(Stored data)
______
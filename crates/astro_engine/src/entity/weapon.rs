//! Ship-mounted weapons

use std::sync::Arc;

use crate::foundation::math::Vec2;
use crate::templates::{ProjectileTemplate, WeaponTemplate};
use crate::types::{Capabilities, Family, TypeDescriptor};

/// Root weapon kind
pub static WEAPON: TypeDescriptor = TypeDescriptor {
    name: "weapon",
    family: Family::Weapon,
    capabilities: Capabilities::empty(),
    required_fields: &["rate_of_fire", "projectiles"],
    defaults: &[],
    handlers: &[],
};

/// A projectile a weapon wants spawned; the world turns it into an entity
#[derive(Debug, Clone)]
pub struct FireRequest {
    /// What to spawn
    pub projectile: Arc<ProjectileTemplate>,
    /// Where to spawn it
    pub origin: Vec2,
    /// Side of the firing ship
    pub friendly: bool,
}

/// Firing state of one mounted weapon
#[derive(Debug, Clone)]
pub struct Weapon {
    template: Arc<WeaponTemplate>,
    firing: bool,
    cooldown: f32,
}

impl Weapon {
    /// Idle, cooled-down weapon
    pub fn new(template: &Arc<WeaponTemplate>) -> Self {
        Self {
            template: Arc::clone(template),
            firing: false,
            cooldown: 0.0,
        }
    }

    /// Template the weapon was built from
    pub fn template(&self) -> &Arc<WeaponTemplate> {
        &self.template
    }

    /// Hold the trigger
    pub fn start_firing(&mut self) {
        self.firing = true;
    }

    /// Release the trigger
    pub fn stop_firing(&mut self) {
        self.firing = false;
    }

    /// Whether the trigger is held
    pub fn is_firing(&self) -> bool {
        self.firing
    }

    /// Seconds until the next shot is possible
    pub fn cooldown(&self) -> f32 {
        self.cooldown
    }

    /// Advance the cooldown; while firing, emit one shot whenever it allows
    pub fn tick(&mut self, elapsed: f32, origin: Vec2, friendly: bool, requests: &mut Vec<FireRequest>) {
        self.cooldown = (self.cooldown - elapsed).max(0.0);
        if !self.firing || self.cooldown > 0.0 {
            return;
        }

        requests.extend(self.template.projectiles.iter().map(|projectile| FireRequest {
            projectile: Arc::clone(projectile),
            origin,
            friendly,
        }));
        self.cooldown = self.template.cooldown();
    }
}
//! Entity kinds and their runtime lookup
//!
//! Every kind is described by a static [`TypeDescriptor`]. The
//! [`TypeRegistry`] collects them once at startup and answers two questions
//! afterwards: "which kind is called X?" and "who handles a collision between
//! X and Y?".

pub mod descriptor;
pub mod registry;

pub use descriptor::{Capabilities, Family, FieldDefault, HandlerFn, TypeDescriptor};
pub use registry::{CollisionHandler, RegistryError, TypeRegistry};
______
*What you have to do*: Make a word-for-word copy of the records.

*Problem solution*:
filename crates/astro_engine/src/entity/weapon.rs
//! Ship-mounted weapons

use std::sync::Arc;

use crate::foundation::math::Vec2;
use crate::templates::{ProjectileTemplate, WeaponTemplate};
use crate::types::{Capabilities, Family, TypeDescriptor};

/// Root weapon kind
pub static WEAPON: TypeDescriptor = TypeDescriptor {
    name: "weapon",
    family: Family::Weapon,
    capabilities: Capabilities::empty(),
    required_fields: &["rate_of_fire", "projectiles"],
    defaults: &[],
    handlers: &[],
};

/// A projectile a weapon wants spawned; the world turns it into an entity
#[derive(Debug, Clone)]
pub struct FireRequest {
    /// What to spawn
    pub projectile: Arc<ProjectileTemplate>,
    /// Where to spawn it
    pub origin: Vec2,
    /// Side of the firing ship
    pub friendly: bool,
}

/// Firing state of one mounted weapon
#[derive(Debug, Clone)]
pub struct Weapon {
    template: Arc<WeaponTemplate>,
    firing: bool,
    cooldown: f32,
}

impl Weapon {
    /// Idle, cooled-down weapon
    pub fn new(template: &Arc<WeaponTemplate>) -> Self {
        Self {
            template: Arc::clone(template),
            firing: false,
            cooldown: 0.0,
        }
    }

    /// Template the weapon was built from
    pub fn template(&self) -> &Arc<WeaponTemplate> {
        &self.template
    }

    /// Hold the trigger
    pub fn start_firing(&mut self) {
        self.firing = true;
    }

    /// Release the trigger
    pub fn stop_firing(&mut self) {
        self.firing = false;
    }

    /// Whether the trigger is held
    pub fn is_firing(&self) -> bool {
        self.firing
    }

    /// Seconds until the next shot is possible
    pub fn cooldown(&self) -> f32 {
        self.cooldown
    }

    /// Advance the cooldown; while firing, emit one shot whenever it allows
    pub fn tick(&mut self, elapsed: f32, origin: Vec2, friendly: bool, requests: &mut Vec<FireRequest>) {
        self.cooldown = (self.cooldown - elapsed).max(0.0);
        if !self.firing || self.cooldown > 0.0 {
            return;
        }

        requests.extend(self.template.projectiles.iter().map(|projectile| FireRequest {
            projectile: Arc::clone(projectile),
            origin,
            friendly,
        }));
        self.cooldown = self.template.cooldown();
    }
}
//! Entity kinds and their runtime lookup
//!
//! Every kind is described by a static [`TypeDescriptor`]. The
//! [`TypeRegistry`] collects them once at startup and answers two questions
//! afterwards: "which kind is called X?" and "who handles a collision between
//! X and Y?".

pub mod descriptor;
pub mod registry;

pub use descriptor::{Capabilities, Family, FieldDefault, HandlerFn, TypeDescriptor};
pub use registry::{CollisionHandler, RegistryError, TypeRegistry};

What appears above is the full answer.